House debates

Tuesday, 4 June 2024

Bills

Appropriation Bill (No. 1) 2024-2025; Consideration in Detail

7:00 pm

Photo of Sally SitouSally Sitou (Reid, Australian Labor Party) Share this | Hansard source

I thank the member for Bradfield for his sudden interest in the universities sector, because it was wanting for the time they were in government. Let us take a trip down memory lane to when we had COVID and those opposite introduced JobKeeper to help keep the economy afloat. Which was the sector they ignored during that entire period? It was the universities sector. They changed the rules for JobKeeper not once, not twice but three times to deny JobKeeper to the universities sector. What did that mean? It meant that that sector suffered the biggest job loss it had ever seen—estimates of about 12,000 jobs lost in that sector because those opposite refused to provide support. They provided support to Harvey Norman, yes, but not to the universities sector. And now they have truly just discovered the importance of the universities sector. I do welcome this new discovery, because the only way they ever discover the universities sector is when they want to interfere with research grants. That's the only time they show any interest. So, I welcome the fact that they are showing interest today.

The universities sector is something that all of us on this side of the House are very interested in. I know that the Minister for Education is very interested in it, and I got to visit the Australian Catholic University's Strathfield campus in my electorate with the Minister for Education and the Assistant Minister for Health, Ged Kearney.

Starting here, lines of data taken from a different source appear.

//! Server functions. Each one resolves the caller's session from the session
//! cookie and runs the matching core operation against the shared backend.

use leptos::*;
use server_fn::codec::{Json, MultipartData, MultipartFormData};

use crate::portal::{
    chat::ChatMessage,
    form::Draft,
    model::{ContentEntry, ContentKind, EntryId, ProfileOverview, Session},
    upload::PendingFile,
};

/// Multipart field names of a [`submit_draft`] body.
pub const KIND_PART: &str = "kind";
pub const DRAFT_PART: &str = "draft";
pub const FILE_PART: &str = "file";

/// The decoded parts of a [`submit_draft`] body.
#[derive(Debug, Default)]
pub struct Submission {
    pub kind: Option<String>,
    pub draft: Option<String>,
    pub file: Option<PendingFile>,
}

impl Submission {
    /// The kind and the draft, with the uploaded file staged on it.
    pub fn into_draft(self) -> Result<(ContentKind, Draft), String> {
        let kind = self.kind.ok_or("missing content kind")?;
        let draft = self.draft.ok_or("missing draft")?;
        let kind: ContentKind =
            serde_json::from_str(&kind).map_err(|err| format!("bad content kind: {err}"))?;
        let mut draft: Draft =
            serde_json::from_str(&draft).map_err(|err| format!("bad draft: {err}"))?;
        draft.pending_file = self.file;
        Ok((kind, draft))
    }
}

#[cfg(feature = "ssr")]
pub(crate) mod ssr {
    use std::sync::Arc;

    use http::{
        header::{COOKIE, SET_COOKIE},
        HeaderMap, HeaderValue,
    };
    use leptos::*;
    use leptos_axum::ResponseOptions;
    use server_fn::codec::MultipartData;

    use super::{Submission, DRAFT_PART, FILE_PART, KIND_PART};
    use crate::{
        app::backend::Backend,
        portal::{model::Session, upload::PendingFile},
    };

    pub const SESSION_COOKIE: &str = "portal_session";
    const SESSION_MAX_AGE: u32 = 60 * 60;

    pub fn backend() -> Result<Arc<Backend>, ServerFnError> {
        use_context::<Arc<Backend>>().ok_or_else(|| ServerFnError::new("backend unavailable"))
    }

    pub fn read_cookie(headers: &HeaderMap, name: &str) -> Option<String> {
        headers
            .get_all(COOKIE)
            .iter()
            .filter_map(|value| value.to_str().ok())
            .flat_map(|value| value.split(';'))
            .filter_map(|pair| pair.trim().split_once('='))
            .find(|(key, _)| *key == name)
            .map(|(_, value)| value.to_string())
            .filter(|value| !value.is_empty())
    }

    pub fn session_cookie(token: Option<&str>) -> String {
        match token {
            Some(token) => format!(
                "{SESSION_COOKIE}={token}; Path=/; HttpOnly; SameSite=Lax; Max-Age={SESSION_MAX_AGE}"
            ),
            None => format!("{SESSION_COOKIE}=; Path=/; HttpOnly; SameSite=Lax; Max-Age=0"),
        }
    }

    pub async fn session_token() -> Result<Option<String>, ServerFnError> {
        let headers: HeaderMap = leptos_axum::extract().await?;
        Ok(read_cookie(&headers, SESSION_COOKIE))
    }

    pub async fn current(backend: &Backend) -> Result<Option<Session>, ServerFnError> {
        let token = session_token().await?;
        Ok(backend.resolve_session(token.as_deref()).await)
    }

    pub fn set_session_cookie(token: Option<&str>) -> Result<(), ServerFnError> {
        let value = HeaderValue::from_str(&session_cookie(token)).map_err(ServerFnError::new)?;
        if let Some(response) = use_context::<ResponseOptions>() {
            response.insert_header(SET_COOKIE, value);
        }
        Ok(())
    }

    /// Reads the parts of a multipart submission; unknown parts are skipped.
    pub async fn read_submission(data: MultipartData) -> Result<Submission, ServerFnError> {
        let mut parts = data
            .into_inner()
            .ok_or_else(|| ServerFnError::new("expected a multipart body"))?;
        let mut submission = Submission::default();

        while let Some(field) = parts.next_field().await.map_err(ServerFnError::new)? {
            let name = field.name().unwrap_or_default().to_string();
            match name.as_str() {
                KIND_PART => submission.kind = Some(field.text().await.map_err(ServerFnError::new)?),
                DRAFT_PART => {
                    submission.draft = Some(field.text().await.map_err(ServerFnError::new)?)
                }
                FILE_PART => {
                    let name = field.file_name().unwrap_or("upload").to_string();
                    let content_type = field
                        .content_type()
                        .map(ToString::to_string)
                        .unwrap_or_else(|| "application/octet-stream".to_string());
                    let bytes = field.bytes().await.map_err(ServerFnError::new)?;
                    submission.file = Some(PendingFile {
                        name,
                        content_type,
                        bytes: bytes.to_vec(),
                    });
                }
                other => tracing::debug!(part = other, "ignoring unknown multipart field"),
            }
        }
        Ok(submission)
    }

}

/// The message to show for a failed server call.
pub fn error_message(err: &ServerFnError) -> String {
    match err {
        ServerFnError::ServerError(message) => message.clone(),
        other => other.to_string(),
    }
}

#[server]
pub async fn current_session() -> Result<Option<Session>, ServerFnError> {
    let backend = ssr::backend()?;
    ssr::current(&backend).await
}

#[server]
pub async fn sign_in(email: String, password: String) -> Result<Session, ServerFnError> {
    let backend = ssr::backend()?;
    let auth = backend
        .session_provider()
        .sign_in(&email, &password)
        .await
        .map_err(ServerFnError::new)?;
    ssr::set_session_cookie(Some(&auth.id_token))?;
    Ok(auth.session)
}

#[server]
pub async fn sign_up(
    first_name: String,
    email: String,
    password: String,
    confirm_password: String,
) -> Result<Session, ServerFnError> {
    use crate::portal::session::SignUpForm;

    let backend = ssr::backend()?;
    let form = SignUpForm {
        first_name,
        email,
        password,
        confirm_password,
    };
    let auth = backend
        .session_provider()
        .sign_up(&form)
        .await
        .map_err(ServerFnError::new)?;
    ssr::set_session_cookie(Some(&auth.id_token))?;
    Ok(auth.session)
}

#[server]
pub async fn sign_out() -> Result<(), ServerFnError> {
    let backend = ssr::backend()?;
    if let Some(token) = ssr::session_token().await? {
        let provider = backend.session_provider();
        provider.restore(&token).await;
        if let Err(err) = provider.sign_out().await {
            tracing::warn!(%err, "sign-out request failed, clearing the cookie anyway");
        }
    }
    ssr::set_session_cookie(None)
}

#[server]
pub async fn reset_password(email: String) -> Result<(), ServerFnError> {
    let backend = ssr::backend()?;
    backend
        .session_provider()
        .send_password_reset(&email)
        .await
        .map_err(ServerFnError::new)
}

#[server]
pub async fn list_entries(kind: ContentKind) -> Result<Vec<ContentEntry>, ServerFnError> {
    let backend = ssr::backend()?;
    Ok(backend.entries(kind))
}

#[server]
pub async fn delete_entry(kind: ContentKind, id: EntryId) -> Result<(), ServerFnError> {
    let backend = ssr::backend()?;
    let session = ssr::current(&backend).await?;
    backend
        .dispatcher(kind)
        .delete(session.as_ref(), &id)
        .await
        .map_err(ServerFnError::new)
}

/// Runs the full submit pipeline (authorize, validate, upload, persist) for a
/// draft edited in the browser. The file, if any, arrives as its own part.
#[server(input = MultipartFormData)]
pub async fn submit_draft(data: MultipartData) -> Result<EntryId, ServerFnError> {
    use crate::portal::form::FormController;

    let backend = ssr::backend()?;
    let session = ssr::current(&backend).await?;
    let (kind, draft) = ssr::read_submission(data)
        .await?
        .into_draft()
        .map_err(ServerFnError::new)?;
    let mut form = FormController::from_draft(kind.schema(), draft);
    form.submit(
        session.as_ref(),
        &backend.uploads(),
        &backend.dispatcher(kind),
    )
    .await
    .map_err(ServerFnError::new)
}

#[server(name = ProfileOverviewFn)]
pub async fn profile_overview() -> Result<Option<ProfileOverview>, ServerFnError> {
    let backend = ssr::backend()?;
    Ok(ssr::current(&backend).await?.map(|session| ProfileOverview {
        activity: backend.activity(&session),
        session,
    }))
}

#[server(input = Json)]
pub async fn ask_assistant(history: Vec<ChatMessage>) -> Result<ChatMessage, ServerFnError> {
    use crate::portal::{
        chat::{Conversation, Speaker},
        error::ValidationError,
    };

    let backend = ssr::backend()?;
    let conversation = Conversation::from_messages(history);
    match conversation.messages().last() {
        Some(last) if last.speaker == Speaker::User => {}
        _ => return Err(ServerFnError::new(ValidationError::EmptyMessage)),
    }
    Ok(backend.ask_assistant(&conversation).await)
}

We got to meet with some fantastic students who are studying teaching, nursing, midwifery, and social work. When I got to sit around the table and have chats with them, so many of them had incredible stories about why there were studying these degrees.

One student who was studying social work told me the reason she wanted to study social work was that she and her mother had experienced really difficult forms of domestic violence and there was a social worker who came into their lives and helped make it better, and she wanted to do that for others. I met a mother of three kids who was retraining to become a nurse because she had had such great care when she had a really awful miscarriage. She wanted to be able to go on and give other people that type of care. I spoke to a young man who had an affinity with Indigenous Australians, and he wanted to work with young Indigenous Australians so that they could reach their full potential. They all had amazing stories about why they had chosen these career paths.

One thing none of these students spoke about was money. None of them spoke about having high-flying, high-paying jobs. They did it for the love of it. What they did talk to me about was how challenging it was trying to complete their mandatory prac placements. Many of them were having to complete 1,000 hours, sometimes up to 1,600 hours, of mandatory prac placement, along with their part-time work and their study. Some of them were at breaking point. One young student who was studying teaching told me about how he worked on the weekends in his local butcher and when he was doing his mandatory prac placement at a school there was a period when he had to work seven days a week for seven weeks, and he was exhausted. By the end of it he almost thought of just giving it all up. He told me some of his friends did just give up their teaching degrees. We don't want them to do this. We want these people who are committed, who want to make a difference, who want to help future generations to continue with these degrees.

So I'm so proud of this government's commitment to helping provide income support to these students during their mandatory prac placements so that they can concentrate on learning those valuable skills when they're out in the classroom or in the hospital and that they can complete their degrees and go on to become the great nurses, teachers, midwives and social workers that we desperately need in this country. This is a change that is going to make a difference to those people's lives and to the lives of so many in this country.